What is expected => Starting with the line that contains "one build job." and stopping after the line that contains "system temp dir.", copy the entries below exactly. Include nothing else.

--- The records ---

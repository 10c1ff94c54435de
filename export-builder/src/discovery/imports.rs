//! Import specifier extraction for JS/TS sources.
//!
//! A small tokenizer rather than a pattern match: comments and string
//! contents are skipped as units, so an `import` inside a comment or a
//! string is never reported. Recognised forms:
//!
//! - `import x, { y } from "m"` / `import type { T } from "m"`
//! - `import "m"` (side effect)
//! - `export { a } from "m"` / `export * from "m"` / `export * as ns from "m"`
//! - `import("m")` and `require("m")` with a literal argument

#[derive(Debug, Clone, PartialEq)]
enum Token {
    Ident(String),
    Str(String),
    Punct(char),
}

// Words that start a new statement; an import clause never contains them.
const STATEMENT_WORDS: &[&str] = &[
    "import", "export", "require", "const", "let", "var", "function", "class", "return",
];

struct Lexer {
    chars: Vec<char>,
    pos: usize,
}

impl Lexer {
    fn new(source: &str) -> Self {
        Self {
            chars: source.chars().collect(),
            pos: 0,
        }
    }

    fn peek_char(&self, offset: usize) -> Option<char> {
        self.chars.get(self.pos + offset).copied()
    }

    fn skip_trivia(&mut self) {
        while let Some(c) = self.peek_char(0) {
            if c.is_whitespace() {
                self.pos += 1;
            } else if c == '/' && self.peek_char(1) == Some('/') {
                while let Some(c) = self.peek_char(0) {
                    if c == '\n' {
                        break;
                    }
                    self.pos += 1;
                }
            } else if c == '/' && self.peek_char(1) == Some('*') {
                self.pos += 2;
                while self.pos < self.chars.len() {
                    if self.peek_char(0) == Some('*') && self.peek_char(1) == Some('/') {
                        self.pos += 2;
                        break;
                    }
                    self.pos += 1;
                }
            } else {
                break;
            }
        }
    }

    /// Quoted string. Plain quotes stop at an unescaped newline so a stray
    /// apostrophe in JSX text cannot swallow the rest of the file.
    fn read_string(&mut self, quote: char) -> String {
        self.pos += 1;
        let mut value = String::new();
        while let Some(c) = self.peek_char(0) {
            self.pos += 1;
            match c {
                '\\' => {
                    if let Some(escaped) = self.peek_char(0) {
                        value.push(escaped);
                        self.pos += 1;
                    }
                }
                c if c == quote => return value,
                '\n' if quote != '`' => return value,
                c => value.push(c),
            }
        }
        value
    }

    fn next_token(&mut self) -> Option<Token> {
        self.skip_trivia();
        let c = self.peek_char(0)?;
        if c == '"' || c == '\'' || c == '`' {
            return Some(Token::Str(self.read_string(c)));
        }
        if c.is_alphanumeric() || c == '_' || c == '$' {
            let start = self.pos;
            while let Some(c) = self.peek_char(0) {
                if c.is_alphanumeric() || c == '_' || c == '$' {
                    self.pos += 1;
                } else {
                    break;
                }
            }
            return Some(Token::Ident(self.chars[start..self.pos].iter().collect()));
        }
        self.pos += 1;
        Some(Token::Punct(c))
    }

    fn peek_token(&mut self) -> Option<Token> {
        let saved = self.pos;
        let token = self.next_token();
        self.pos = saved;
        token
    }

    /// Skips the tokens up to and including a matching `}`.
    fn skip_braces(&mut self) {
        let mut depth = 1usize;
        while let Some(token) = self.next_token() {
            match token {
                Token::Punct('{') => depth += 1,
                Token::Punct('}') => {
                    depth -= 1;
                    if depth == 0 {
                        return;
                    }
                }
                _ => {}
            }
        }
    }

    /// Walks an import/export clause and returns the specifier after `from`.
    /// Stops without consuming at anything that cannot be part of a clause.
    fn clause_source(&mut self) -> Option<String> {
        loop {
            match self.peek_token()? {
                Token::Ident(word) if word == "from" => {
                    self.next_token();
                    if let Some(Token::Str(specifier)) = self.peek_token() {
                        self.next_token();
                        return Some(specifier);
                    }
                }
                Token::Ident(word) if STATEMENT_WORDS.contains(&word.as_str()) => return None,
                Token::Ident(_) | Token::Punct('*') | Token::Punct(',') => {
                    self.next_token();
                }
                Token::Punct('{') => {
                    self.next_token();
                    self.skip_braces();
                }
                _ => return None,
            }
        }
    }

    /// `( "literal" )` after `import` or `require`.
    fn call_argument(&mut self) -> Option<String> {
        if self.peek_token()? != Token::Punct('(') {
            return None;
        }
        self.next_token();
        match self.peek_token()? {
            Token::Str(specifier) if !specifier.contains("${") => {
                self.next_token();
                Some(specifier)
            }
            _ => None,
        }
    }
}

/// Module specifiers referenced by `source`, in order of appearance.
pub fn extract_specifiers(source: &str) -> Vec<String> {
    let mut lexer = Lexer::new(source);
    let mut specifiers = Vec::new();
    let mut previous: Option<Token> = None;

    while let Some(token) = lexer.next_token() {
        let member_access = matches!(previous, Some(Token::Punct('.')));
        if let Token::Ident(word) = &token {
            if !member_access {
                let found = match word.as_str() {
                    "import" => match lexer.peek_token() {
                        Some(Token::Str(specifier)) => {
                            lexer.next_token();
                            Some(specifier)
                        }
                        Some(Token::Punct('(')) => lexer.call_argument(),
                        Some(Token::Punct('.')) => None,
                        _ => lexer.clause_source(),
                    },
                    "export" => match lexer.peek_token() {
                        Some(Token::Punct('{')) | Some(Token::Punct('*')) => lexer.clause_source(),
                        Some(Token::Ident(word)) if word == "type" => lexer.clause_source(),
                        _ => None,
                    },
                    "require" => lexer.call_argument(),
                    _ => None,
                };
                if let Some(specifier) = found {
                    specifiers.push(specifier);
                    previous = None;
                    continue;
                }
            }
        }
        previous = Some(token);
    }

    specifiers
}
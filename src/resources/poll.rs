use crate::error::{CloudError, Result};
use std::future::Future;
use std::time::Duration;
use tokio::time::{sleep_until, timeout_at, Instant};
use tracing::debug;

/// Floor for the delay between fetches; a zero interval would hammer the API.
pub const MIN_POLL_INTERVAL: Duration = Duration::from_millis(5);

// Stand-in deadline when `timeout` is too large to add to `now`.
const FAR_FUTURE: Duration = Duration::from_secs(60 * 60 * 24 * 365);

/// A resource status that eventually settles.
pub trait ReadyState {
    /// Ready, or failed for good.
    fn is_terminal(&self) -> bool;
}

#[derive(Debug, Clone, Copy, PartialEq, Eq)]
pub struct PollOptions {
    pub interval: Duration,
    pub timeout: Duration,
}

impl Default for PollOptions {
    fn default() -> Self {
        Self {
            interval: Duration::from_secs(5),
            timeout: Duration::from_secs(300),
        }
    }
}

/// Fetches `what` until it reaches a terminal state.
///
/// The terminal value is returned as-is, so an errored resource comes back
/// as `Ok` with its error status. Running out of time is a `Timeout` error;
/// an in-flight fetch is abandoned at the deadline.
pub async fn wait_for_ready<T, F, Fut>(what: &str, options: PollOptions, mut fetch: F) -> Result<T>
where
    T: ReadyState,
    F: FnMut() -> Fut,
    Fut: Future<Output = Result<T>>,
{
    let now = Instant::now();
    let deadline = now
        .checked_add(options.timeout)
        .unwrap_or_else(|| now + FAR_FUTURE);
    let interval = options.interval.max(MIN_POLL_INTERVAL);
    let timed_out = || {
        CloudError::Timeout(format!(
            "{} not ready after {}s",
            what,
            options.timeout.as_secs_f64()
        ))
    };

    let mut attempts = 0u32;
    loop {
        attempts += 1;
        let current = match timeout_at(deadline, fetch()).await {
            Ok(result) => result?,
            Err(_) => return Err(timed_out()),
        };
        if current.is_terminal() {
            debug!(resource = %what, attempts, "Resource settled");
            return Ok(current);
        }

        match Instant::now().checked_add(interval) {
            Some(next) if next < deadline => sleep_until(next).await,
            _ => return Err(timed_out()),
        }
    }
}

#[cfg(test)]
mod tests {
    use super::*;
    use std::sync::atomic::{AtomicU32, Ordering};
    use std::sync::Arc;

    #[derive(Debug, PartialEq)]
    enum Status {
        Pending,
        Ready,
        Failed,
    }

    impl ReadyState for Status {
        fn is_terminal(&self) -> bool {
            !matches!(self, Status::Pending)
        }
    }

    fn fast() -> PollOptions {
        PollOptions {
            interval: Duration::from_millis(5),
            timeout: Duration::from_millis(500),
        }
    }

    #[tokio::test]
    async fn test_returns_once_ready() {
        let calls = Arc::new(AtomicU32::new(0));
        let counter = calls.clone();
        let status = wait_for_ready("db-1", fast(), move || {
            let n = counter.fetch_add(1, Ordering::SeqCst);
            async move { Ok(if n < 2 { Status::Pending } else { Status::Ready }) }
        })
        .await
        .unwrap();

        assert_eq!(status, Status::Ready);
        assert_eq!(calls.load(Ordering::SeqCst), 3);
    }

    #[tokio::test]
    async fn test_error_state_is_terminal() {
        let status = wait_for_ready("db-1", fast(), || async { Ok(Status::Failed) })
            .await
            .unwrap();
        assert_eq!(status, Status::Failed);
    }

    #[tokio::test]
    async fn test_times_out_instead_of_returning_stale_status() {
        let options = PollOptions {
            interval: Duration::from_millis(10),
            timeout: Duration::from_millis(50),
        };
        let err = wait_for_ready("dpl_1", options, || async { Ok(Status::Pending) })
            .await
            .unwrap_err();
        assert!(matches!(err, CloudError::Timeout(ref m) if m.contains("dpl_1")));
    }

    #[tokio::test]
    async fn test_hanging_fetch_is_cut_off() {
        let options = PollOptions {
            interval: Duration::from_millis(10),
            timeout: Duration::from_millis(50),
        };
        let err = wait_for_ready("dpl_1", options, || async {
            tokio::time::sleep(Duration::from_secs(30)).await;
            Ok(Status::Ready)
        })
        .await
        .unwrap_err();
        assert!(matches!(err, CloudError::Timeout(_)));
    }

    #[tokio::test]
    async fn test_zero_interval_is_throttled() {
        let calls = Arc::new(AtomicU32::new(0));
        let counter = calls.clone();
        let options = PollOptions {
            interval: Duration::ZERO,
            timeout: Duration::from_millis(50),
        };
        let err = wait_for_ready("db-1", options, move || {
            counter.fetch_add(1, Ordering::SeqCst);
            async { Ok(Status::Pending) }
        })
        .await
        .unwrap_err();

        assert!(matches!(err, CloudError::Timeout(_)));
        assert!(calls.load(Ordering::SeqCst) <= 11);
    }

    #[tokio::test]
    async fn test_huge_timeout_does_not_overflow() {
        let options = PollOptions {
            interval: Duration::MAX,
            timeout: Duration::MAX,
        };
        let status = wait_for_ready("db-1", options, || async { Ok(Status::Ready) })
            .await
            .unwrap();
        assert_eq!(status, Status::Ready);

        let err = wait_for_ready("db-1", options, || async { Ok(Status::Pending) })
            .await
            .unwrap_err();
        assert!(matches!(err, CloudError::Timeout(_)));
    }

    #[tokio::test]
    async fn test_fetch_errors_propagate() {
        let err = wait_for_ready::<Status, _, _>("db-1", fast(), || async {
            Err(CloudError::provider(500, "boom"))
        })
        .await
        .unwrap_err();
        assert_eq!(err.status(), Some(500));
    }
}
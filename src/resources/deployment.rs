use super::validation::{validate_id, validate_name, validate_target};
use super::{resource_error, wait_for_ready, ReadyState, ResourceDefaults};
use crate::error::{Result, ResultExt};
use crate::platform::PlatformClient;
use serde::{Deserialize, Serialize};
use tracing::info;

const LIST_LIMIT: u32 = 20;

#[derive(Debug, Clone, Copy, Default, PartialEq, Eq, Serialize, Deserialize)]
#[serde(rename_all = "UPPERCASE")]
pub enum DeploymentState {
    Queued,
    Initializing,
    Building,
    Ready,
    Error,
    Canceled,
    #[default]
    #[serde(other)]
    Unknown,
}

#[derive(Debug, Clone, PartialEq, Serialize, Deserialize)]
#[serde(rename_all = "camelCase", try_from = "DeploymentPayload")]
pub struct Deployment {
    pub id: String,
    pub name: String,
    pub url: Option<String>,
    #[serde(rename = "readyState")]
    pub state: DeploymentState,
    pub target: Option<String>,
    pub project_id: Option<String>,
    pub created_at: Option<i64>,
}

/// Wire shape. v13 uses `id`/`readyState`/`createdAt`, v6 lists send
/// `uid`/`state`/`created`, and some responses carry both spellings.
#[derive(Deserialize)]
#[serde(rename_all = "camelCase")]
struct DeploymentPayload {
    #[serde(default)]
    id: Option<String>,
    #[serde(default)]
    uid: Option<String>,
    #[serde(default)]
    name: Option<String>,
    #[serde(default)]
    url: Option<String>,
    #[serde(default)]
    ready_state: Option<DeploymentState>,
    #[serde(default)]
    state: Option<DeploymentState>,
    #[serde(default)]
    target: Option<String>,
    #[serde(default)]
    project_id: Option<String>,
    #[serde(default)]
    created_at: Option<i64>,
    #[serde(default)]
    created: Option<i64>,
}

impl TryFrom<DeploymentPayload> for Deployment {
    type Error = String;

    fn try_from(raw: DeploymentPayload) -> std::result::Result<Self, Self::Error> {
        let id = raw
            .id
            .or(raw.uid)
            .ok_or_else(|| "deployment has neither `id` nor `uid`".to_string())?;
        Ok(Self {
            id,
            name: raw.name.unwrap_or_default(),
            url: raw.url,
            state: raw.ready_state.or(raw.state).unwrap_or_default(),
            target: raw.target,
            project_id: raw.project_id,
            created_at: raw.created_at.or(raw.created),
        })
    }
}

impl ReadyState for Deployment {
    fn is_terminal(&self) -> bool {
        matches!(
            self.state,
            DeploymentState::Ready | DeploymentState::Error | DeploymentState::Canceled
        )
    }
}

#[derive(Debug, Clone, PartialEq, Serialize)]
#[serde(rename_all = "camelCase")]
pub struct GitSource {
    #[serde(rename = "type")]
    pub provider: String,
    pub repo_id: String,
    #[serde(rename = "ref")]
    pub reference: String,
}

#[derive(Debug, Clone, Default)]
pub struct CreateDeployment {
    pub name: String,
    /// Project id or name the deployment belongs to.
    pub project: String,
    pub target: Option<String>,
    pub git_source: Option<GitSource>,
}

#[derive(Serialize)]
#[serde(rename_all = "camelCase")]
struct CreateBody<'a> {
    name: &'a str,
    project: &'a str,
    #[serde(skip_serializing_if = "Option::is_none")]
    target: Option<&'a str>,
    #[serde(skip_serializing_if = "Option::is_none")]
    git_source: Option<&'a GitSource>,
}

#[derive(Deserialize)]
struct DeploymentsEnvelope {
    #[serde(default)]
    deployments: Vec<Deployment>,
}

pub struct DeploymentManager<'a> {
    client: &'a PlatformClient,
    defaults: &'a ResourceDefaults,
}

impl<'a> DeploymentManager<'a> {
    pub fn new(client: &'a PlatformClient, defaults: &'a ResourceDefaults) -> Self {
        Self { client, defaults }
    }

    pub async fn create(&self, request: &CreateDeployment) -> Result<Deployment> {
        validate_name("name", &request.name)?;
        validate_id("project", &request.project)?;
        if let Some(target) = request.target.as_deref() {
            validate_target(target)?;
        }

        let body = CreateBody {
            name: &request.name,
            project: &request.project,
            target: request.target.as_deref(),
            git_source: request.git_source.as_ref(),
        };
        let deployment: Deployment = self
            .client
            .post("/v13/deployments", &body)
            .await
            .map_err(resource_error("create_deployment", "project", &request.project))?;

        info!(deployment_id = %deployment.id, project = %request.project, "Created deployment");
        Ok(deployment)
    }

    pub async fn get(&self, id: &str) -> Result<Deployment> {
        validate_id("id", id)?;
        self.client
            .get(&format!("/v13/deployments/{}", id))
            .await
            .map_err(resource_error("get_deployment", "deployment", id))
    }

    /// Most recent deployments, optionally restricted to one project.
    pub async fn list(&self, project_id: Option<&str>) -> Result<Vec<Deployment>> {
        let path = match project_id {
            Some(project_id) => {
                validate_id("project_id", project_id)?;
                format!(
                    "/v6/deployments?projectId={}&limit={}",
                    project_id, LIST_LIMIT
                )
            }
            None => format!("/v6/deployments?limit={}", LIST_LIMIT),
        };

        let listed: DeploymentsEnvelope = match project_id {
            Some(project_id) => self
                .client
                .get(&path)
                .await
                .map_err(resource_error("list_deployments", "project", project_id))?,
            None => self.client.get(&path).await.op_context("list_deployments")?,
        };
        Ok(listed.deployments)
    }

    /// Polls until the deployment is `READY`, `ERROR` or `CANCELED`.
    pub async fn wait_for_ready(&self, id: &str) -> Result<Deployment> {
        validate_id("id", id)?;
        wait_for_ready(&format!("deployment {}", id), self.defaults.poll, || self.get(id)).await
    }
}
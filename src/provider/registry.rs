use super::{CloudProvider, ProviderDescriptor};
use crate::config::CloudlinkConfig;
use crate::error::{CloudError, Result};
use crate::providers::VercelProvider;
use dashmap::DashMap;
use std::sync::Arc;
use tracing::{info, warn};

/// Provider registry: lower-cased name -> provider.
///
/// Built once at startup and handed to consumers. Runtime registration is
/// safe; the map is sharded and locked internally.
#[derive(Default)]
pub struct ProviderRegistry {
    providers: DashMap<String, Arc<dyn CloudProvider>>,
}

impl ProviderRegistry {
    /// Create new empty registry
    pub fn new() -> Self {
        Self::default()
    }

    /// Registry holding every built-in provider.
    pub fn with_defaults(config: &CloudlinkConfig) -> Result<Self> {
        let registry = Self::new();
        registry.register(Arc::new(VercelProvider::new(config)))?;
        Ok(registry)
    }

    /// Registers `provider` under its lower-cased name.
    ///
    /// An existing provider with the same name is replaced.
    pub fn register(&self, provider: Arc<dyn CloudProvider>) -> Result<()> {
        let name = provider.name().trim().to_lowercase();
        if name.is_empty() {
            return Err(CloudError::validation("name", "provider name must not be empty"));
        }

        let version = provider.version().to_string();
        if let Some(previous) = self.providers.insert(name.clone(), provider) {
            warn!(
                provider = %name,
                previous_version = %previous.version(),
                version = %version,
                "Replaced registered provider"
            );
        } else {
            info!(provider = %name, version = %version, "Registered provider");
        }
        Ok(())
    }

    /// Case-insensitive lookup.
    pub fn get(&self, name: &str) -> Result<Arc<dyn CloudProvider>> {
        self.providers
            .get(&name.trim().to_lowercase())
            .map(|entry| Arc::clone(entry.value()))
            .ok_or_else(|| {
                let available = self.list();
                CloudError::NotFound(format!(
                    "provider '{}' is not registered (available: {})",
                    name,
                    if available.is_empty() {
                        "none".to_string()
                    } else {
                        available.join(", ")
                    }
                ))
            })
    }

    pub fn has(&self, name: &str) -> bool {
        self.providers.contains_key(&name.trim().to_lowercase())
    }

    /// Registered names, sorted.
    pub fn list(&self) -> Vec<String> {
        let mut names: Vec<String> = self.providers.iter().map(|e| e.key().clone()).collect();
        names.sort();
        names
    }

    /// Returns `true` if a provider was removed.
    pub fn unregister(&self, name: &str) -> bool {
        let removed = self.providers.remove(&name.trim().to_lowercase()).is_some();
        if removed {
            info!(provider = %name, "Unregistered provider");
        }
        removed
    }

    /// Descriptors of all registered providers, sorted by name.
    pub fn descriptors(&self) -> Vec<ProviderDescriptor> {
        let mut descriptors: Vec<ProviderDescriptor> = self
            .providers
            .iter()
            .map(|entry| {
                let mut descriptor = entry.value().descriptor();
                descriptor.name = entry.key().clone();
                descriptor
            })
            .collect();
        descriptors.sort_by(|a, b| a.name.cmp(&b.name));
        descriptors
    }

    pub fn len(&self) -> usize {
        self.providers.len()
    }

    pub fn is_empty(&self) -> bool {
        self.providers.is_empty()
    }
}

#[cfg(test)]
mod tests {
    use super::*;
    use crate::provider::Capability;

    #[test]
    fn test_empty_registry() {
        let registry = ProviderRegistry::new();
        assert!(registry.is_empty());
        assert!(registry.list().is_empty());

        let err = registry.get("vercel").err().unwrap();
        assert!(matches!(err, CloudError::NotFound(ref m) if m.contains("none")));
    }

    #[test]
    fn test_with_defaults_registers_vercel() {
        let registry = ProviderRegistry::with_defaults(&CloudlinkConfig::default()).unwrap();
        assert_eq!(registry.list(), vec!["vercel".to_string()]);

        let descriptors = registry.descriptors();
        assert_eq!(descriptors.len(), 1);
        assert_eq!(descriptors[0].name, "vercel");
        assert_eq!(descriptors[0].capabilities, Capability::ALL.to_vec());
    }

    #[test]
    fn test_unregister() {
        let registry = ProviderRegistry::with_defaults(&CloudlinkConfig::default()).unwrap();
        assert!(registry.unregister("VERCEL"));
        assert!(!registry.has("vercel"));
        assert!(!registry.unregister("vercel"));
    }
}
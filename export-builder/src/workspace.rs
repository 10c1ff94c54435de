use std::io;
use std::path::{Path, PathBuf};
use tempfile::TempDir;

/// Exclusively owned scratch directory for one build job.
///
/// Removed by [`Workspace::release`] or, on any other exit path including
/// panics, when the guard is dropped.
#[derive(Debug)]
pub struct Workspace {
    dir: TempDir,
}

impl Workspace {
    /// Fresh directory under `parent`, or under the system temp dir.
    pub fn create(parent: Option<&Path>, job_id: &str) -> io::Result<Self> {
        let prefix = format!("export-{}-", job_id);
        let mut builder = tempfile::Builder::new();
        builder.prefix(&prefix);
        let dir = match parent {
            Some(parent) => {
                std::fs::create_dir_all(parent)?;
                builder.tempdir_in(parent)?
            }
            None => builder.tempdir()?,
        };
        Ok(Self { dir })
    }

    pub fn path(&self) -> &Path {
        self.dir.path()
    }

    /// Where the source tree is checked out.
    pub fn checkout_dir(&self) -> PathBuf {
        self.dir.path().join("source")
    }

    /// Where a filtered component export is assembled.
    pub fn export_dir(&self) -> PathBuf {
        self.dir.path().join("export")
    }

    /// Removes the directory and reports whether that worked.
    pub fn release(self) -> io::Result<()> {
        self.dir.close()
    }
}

---

Answer to this problem =>
/// Exclusively owned scratch directory for one build job.
///
/// Removed by [`Workspace::release`] or, on any other exit path including
/// panics, when the guard is dropped.
#[derive(Debug)]
pub struct Workspace {
    dir: TempDir,
}

impl Workspace {
    /// Fresh directory under `parent`, or under the system temp dir.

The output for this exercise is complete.